### Records supplied ###

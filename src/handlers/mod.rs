//! HTTP request handlers (route handlers).
//!
//! Each handler is an async function that:
//! 1. Receives HTTP request data (JSON body, URL params, etc.)
//! 2. Delegates to the service layer or the engine
//! 3. Returns HTTP response (JSON, status code)

/// Balance lookup endpoint
pub mod accounts;
/// Liveness endpoint
pub mod health;
/// Manual sweep trigger
pub mod reconciliation;
/// Transaction creation and status endpoints
pub mod transactions;
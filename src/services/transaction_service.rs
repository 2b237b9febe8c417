//! Transaction service - request-side logic for the ledger.
//!
//! This service handles:
//! - Input validation
//! - Recording new ledger entries in `pending`
//! - Status lookups
//!
//! # What it deliberately does NOT do
//!
//! No balance is read-modify-written here, and no provider call happens on
//! the request path. The caller receives `pending` and the reconciliation
//! engine takes it from there; that separation is what keeps balance
//! mutation auditable and at-most-once.

use std::sync::Arc;

use uuid::Uuid;

use crate::error::AppError;
use crate::models::ledger::{CreateTransactionRequest, EntryKind, LedgerEntry};
use crate::store::{BalanceAccessor, LedgerStore, NewLedgerEntry};

/// Longest accepted free-text remark.
const MAX_REMARK_CHARS: usize = 500;

/// Record a new transaction as a `pending` ledger entry.
///
/// # Validation
///
/// - `amount_cents` must be positive
/// - `remark`, when present, is capped at 500 characters
/// - `user_id` must reference an existing account
/// - a debit larger than the current balance is rejected up front
///
/// The debit guard is a request-time courtesy only: the authoritative
/// balance change still happens at settlement, after the provider confirms.
///
/// # Errors
///
/// - `InvalidRequest`: non-positive amount or oversized remark
/// - `AccountNotFound`: unknown user id
/// - `InsufficientBalance`: debit exceeding the current balance
/// - `Database`: storage error
pub async fn create_transaction(
    ledger: &Arc<dyn LedgerStore>,
    balances: &Arc<dyn BalanceAccessor>,
    request: CreateTransactionRequest,
) -> Result<LedgerEntry, AppError> {
    // Validate amount
    if request.amount_cents <= 0 {
        return Err(AppError::InvalidRequest(
            "Amount must be positive".to_string(),
        ));
    }

    // Validate remark length
    if let Some(ref remark) = request.remark {
        if remark.chars().count() > MAX_REMARK_CHARS {
            return Err(AppError::InvalidRequest(format!(
                "Remark exceeds {MAX_REMARK_CHARS} characters"
            )));
        }
    }

    // Validate the user exists; also fetches the balance for the debit guard
    let balance = balances.get_balance(request.user_id).await?;

    if request.kind == EntryKind::Debit && balance < request.amount_cents {
        return Err(AppError::InsufficientBalance);
    }

    // Record the entry; it starts pending and is picked up by the next sweep
    let entry = ledger
        .create(NewLedgerEntry {
            user_id: request.user_id,
            kind: request.kind,
            amount_cents: request.amount_cents,
            remark: request.remark,
        })
        .await?;

    tracing::info!(
        entry_id = %entry.id,
        user_id = %entry.user_id,
        kind = %entry.kind,
        amount_cents = entry.amount_cents,
        "transaction recorded"
    );

    Ok(entry)
}

/// Look up a ledger entry by id.
///
/// # Errors
///
/// - `TransactionNotFound`: no entry with this id
/// - `Database`: storage error
pub async fn get_transaction(
    ledger: &Arc<dyn LedgerStore>,
    transaction_id: Uuid,
) -> Result<LedgerEntry, AppError> {
    ledger
        .get(transaction_id)
        .await?
        .ok_or(AppError::TransactionNotFound)
}
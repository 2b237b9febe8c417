//! External payment provider client.
//!
//! The provider is the authority on whether funds actually moved. This module
//! defines the narrow contract the reconciliation engine relies on — submit a
//! credit, submit a debit, poll a status — and a typed split of its failure
//! modes, so the engine never branches on a catch-all error:
//!
//! - [`ProviderError::Network`]: transient (connect failure, timeout,
//!   unparseable or unstructured response). Safe to retry.
//! - [`ProviderError::Rejected`]: the provider explicitly rejected the
//!   request. Terminal; the entry goes straight to `failed`.

pub mod http;

use async_trait::async_trait;
use uuid::Uuid;

/// Provider acknowledgment of a submission.
#[derive(Debug, Clone)]
pub struct Submission {
    /// Opaque reference the provider assigned to this transaction.
    pub provider_ref: String,
}

/// Authoritative status of a previously submitted transaction.
#[derive(Debug, Clone, Copy, PartialEq, Eq)]
pub enum ProviderStatus {
    /// The provider is still processing; poll again later.
    Pending,
    /// Funds have moved; the transaction is final.
    Settled,
    /// The provider abandoned the transaction; no funds moved.
    Failed,
}

/// Failure modes of a provider call.
#[derive(Debug, Clone, thiserror::Error)]
pub enum ProviderError {
    /// Transient transport-level failure; the call may be retried.
    #[error("provider request failed: {0}")]
    Network(String),

    /// The provider explicitly rejected the request; never retried.
    #[error("provider rejected the request: {0}")]
    Rejected(String),
}

/// Remote payment provider operations.
///
/// `order_id` is always the ledger entry id, which makes every submission
/// naturally idempotent on the provider side: re-submitting after a crash
/// reuses the same order key.
#[async_trait]
pub trait PaymentProvider: Send + Sync {
    /// Submit a deposit (credit) for acknowledgment.
    async fn submit_credit(
        &self,
        user_id: Uuid,
        order_id: Uuid,
        amount_cents: i64,
    ) -> Result<Submission, ProviderError>;

    /// Submit a withdrawal (debit) for acknowledgment.
    async fn submit_debit(
        &self,
        user_id: Uuid,
        order_id: Uuid,
        amount_cents: i64,
    ) -> Result<Submission, ProviderError>;

    /// Ask the provider for the authoritative status of a submitted
    /// transaction.
    async fn poll_status(
        &self,
        order_id: Uuid,
        provider_ref: &str,
    ) -> Result<ProviderStatus, ProviderError>;
}
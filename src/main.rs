//! Transaction Reconciliation Service - Main Application Entry Point
//!
//! This is a REST API server that records credit/debit transactions in an
//! append-only ledger and reconciles them against an external payment
//! provider on a periodic sweep.
//!
//! # Startup Flow
//!
//! 1. Load configuration from environment variables
//! 2. Create database connection pool
//! 3. Run database migrations
//! 4. Wire the stores, provider client, and reconciliation engine
//! 5. Spawn the periodic sweep scheduler
//! 6. Start server on configured port

use std::sync::Arc;
use std::time::Duration;

use reconciliation_server::{
    AppState, build_router,
    config::Config,
    db,
    engine::ReconciliationEngine,
    provider::{
        PaymentProvider,
        http::{HttpPaymentClient, HttpProviderConfig},
    },
    scheduler,
    store::{
        BalanceAccessor, LedgerStore,
        postgres::{PgBalanceAccessor, PgLedgerStore},
    },
};
use tracing_subscriber::EnvFilter;
use url::Url;

#[tokio::main]
async fn main() -> anyhow::Result<()> {
    // Initialize logging with tracing subscriber. Reads RUST_LOG environment variable (defaults to "info" level)
    tracing_subscriber::fmt()
        .with_env_filter(EnvFilter::try_from_default_env().unwrap_or_else(|_| "info".into()))
        .init();

    // Load configuration
    let config = Config::from_env()?;
    tracing::info!("Configuration loaded");

    // Create database pool
    let pool = db::create_pool(&config.database_url).await?;
    tracing::info!("Database pool created");

    // Run migrations
    db::run_migrations(&pool).await?;
    tracing::info!("Database migrations complete");

    // Wire the collaborators behind their trait seams
    let ledger: Arc<dyn LedgerStore> = Arc::new(PgLedgerStore::new(pool.clone()));
    let balances: Arc<dyn BalanceAccessor> = Arc::new(PgBalanceAccessor::new(pool));

    let provider: Arc<dyn PaymentProvider> = Arc::new(HttpPaymentClient::new(HttpProviderConfig {
        base_url: Url::parse(&config.provider_base_url)?,
        secret: config.provider_secret.clone(),
        timeout: Duration::from_secs(config.provider_timeout_secs),
        max_retries: 3,
        retry_backoff: Duration::from_millis(250),
    })?);

    let engine = Arc::new(ReconciliationEngine::new(
        ledger.clone(),
        balances.clone(),
        provider,
        config.max_submit_attempts,
        Duration::from_secs(config.sweep_budget_secs),
    ));

    // Spawn the periodic reconciliation sweep; the task runs for the
    // lifetime of the process
    let _sweeper = scheduler::spawn(
        engine.clone(),
        Duration::from_secs(config.sweep_interval_secs),
    );
    tracing::info!(
        interval_secs = config.sweep_interval_secs,
        "Reconciliation scheduler started"
    );

    // Build the router over the shared state
    let app = build_router(AppState {
        ledger,
        balances,
        engine,
    });

    // Bind to network address and start server
    let addr = format!("0.0.0.0:{}", config.server_port);
    let listener = tokio::net::TcpListener::bind(&addr).await?;
    tracing::info!("Server listening on {}", addr);

    // Start serving HTTP requests
    // This blocks forever, handling requests concurrently with tokio
    axum::serve(listener, app).await?;

    Ok(())
}
//! Manual reconciliation trigger.
//!
//! The sweep normally runs on the scheduler's interval, but it is also
//! exposed as a callable endpoint so operators (or an external cron) can
//! force a pass. Overlap with the scheduled sweep is safe: every transition
//! the engine performs is a compare-and-swap.

use axum::{Json, extract::State};

use crate::{AppState, engine::SweepReport, error::AppError};

/// Run one reconciliation sweep and return its report.
///
/// # Endpoint
///
/// `POST /api/v1/reconciliation/run`
///
/// # Response (200)
///
/// ```json
/// {
///   "submitted": 3,
///   "settled": 2,
///   "failed": 0,
///   "skipped": 1,
///   "abandoned": 0,
///   "errors": []
/// }
/// ```
pub async fn run_sweep(State(state): State<AppState>) -> Result<Json<SweepReport>, AppError> {
    let report = state.engine.sweep().await?;

    Ok(Json(report))
}
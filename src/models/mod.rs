//! Data models representing database entities.
//!
//! This module contains all data structures that map to database tables.

/// User account balance model
pub mod account;
/// Ledger entry model and transaction API types
pub mod ledger;
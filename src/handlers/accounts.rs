//! Account HTTP handlers.
//!
//! Only a balance lookup lives here. Account provisioning and profile
//! management belong to the external user store; this service owns nothing
//! about an account beyond its balance and the ledger behind it.

use axum::{
    Json,
    extract::{Path, State},
};
use uuid::Uuid;

use crate::{AppState, error::AppError, models::account::BalanceResponse};

/// Get the current balance of an account.
///
/// # Endpoint
///
/// `GET /api/v1/accounts/:id/balance`
///
/// # Response (200)
///
/// ```json
/// {
///   "user_id": "550e8400-e29b-41d4-a716-446655440000",
///   "balance_cents": 100000
/// }
/// ```
///
/// The value reflects settled entries only; pending and submitted entries
/// have not moved the balance yet.
pub async fn get_balance(
    State(state): State<AppState>,
    Path(user_id): Path<Uuid>,
) -> Result<Json<BalanceResponse>, AppError> {
    let balance_cents = state.balances.get_balance(user_id).await?;

    Ok(Json(BalanceResponse {
        user_id,
        balance_cents,
    }))
}
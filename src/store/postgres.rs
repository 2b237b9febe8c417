//! PostgreSQL-backed ledger store and balance accessor.
//!
//! Status transitions are compare-and-swap UPDATEs: the WHERE clause pins the
//! expected prior status and `rows_affected()` is the CAS verdict. The
//! database row lock makes each transition all-or-nothing, so overlapping
//! sweeps cannot apply the same transition twice.

use async_trait::async_trait;
use uuid::Uuid;

use crate::db::DbPool;
use crate::error::AppError;
use crate::models::account::Account;
use crate::models::ledger::{EntryStatus, LedgerEntry};
use crate::store::{BalanceAccessor, LedgerStore, NewLedgerEntry};

/// Ledger store over the `ledger_entries` table.
#[derive(Clone)]
pub struct PgLedgerStore {
    pool: DbPool,
}

impl PgLedgerStore {
    pub fn new(pool: DbPool) -> Self {
        Self { pool }
    }
}

#[async_trait]
impl LedgerStore for PgLedgerStore {
    /// Insert a new entry.
    ///
    /// The status column defaults to `pending` and `amount_cents` carries a
    /// `CHECK (amount_cents > 0)` constraint, so even a caller that skips
    /// service-level validation cannot record a non-positive amount.
    async fn create(&self, new: NewLedgerEntry) -> Result<LedgerEntry, AppError> {
        let entry = sqlx::query_as::<_, LedgerEntry>(
            r#"
            INSERT INTO ledger_entries (user_id, kind, amount_cents, remark)
            VALUES ($1, $2, $3, $4)
            RETURNING *
            "#,
        )
        .bind(new.user_id)
        .bind(new.kind)
        .bind(new.amount_cents)
        .bind(new.remark)
        .fetch_one(&self.pool)
        .await?;

        Ok(entry)
    }

    async fn get(&self, id: Uuid) -> Result<Option<LedgerEntry>, AppError> {
        let entry = sqlx::query_as::<_, LedgerEntry>("SELECT * FROM ledger_entries WHERE id = $1")
            .bind(id)
            .fetch_optional(&self.pool)
            .await?;

        Ok(entry)
    }

    /// Oldest first, so earlier requests are always reconciled before newer
    /// ones.
    async fn find_by_status(&self, status: EntryStatus) -> Result<Vec<LedgerEntry>, AppError> {
        let entries = sqlx::query_as::<_, LedgerEntry>(
            "SELECT * FROM ledger_entries WHERE status = $1 ORDER BY created_at ASC",
        )
        .bind(status)
        .fetch_all(&self.pool)
        .await?;

        Ok(entries)
    }

    /// CAS `pending -> submitted` and store the provider reference in one
    /// statement. The provider reference is written exactly once because no
    /// other transition re-enters `submitted`.
    async fn mark_submitted(&self, id: Uuid, provider_ref: &str) -> Result<bool, AppError> {
        let updated = sqlx::query(
            r#"
            UPDATE ledger_entries
            SET status = $1,
                provider_ref = $2,
                updated_at = NOW()
            WHERE id = $3 AND status = $4
            "#,
        )
        .bind(EntryStatus::Submitted)
        .bind(provider_ref)
        .bind(id)
        .bind(EntryStatus::Pending)
        .execute(&self.pool)
        .await?
        .rows_affected();

        Ok(updated == 1)
    }

    async fn transition(
        &self,
        id: Uuid,
        from: EntryStatus,
        to: EntryStatus,
    ) -> Result<bool, AppError> {
        let updated = sqlx::query(
            r#"
            UPDATE ledger_entries
            SET status = $1,
                updated_at = NOW()
            WHERE id = $2 AND status = $3
            "#,
        )
        .bind(to)
        .bind(id)
        .bind(from)
        .execute(&self.pool)
        .await?
        .rows_affected();

        Ok(updated == 1)
    }

    async fn record_attempt(&self, id: Uuid) -> Result<u32, AppError> {
        let attempts: i32 = sqlx::query_scalar(
            r#"
            UPDATE ledger_entries
            SET attempts = attempts + 1,
                updated_at = NOW()
            WHERE id = $1
            RETURNING attempts
            "#,
        )
        .bind(id)
        .fetch_optional(&self.pool)
        .await?
        .ok_or(AppError::TransactionNotFound)?;

        Ok(attempts as u32)
    }

    async fn ping(&self) -> Result<(), AppError> {
        // Verify database connectivity with simple query
        sqlx::query("SELECT 1").execute(&self.pool).await?;
        Ok(())
    }
}

/// Balance accessor over the `accounts` table.
#[derive(Clone)]
pub struct PgBalanceAccessor {
    pool: DbPool,
}

impl PgBalanceAccessor {
    pub fn new(pool: DbPool) -> Self {
        Self { pool }
    }
}

#[async_trait]
impl BalanceAccessor for PgBalanceAccessor {
    async fn get_balance(&self, user_id: Uuid) -> Result<i64, AppError> {
        let account = sqlx::query_as::<_, Account>("SELECT * FROM accounts WHERE id = $1")
            .bind(user_id)
            .fetch_optional(&self.pool)
            .await?
            .ok_or(AppError::AccountNotFound)?;

        Ok(account.balance_cents)
    }

    /// Single in-place UPDATE, atomic at the row level. The ledger entry's
    /// CAS transition decides whether this runs at all, never the other way
    /// around.
    async fn apply_delta(&self, user_id: Uuid, delta_cents: i64) -> Result<i64, AppError> {
        let balance: i64 = sqlx::query_scalar(
            r#"
            UPDATE accounts
            SET balance_cents = balance_cents + $1,
                updated_at = NOW()
            WHERE id = $2
            RETURNING balance_cents
            "#,
        )
        .bind(delta_cents)
        .bind(user_id)
        .fetch_optional(&self.pool)
        .await?
        .ok_or(AppError::AccountNotFound)?;

        Ok(balance)
    }
}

###

▸ Task requirements: Referring to the material above, set down exactly the lines between the line with "URL params, etc.)" and the line with "pub mod transactions;", inclusive, and no other lines.

▸ Answer for the task:
//! 1. Receives HTTP request data (JSON body, URL params, etc.)
//! 2. Delegates to the service layer or the engine
//! 3. Returns HTTP response (JSON, status code)

/// Balance lookup endpoint
pub mod accounts;
/// Liveness endpoint
pub mod health;
/// Manual sweep trigger
pub mod reconciliation;
/// Transaction creation and status endpoints
pub mod transactions;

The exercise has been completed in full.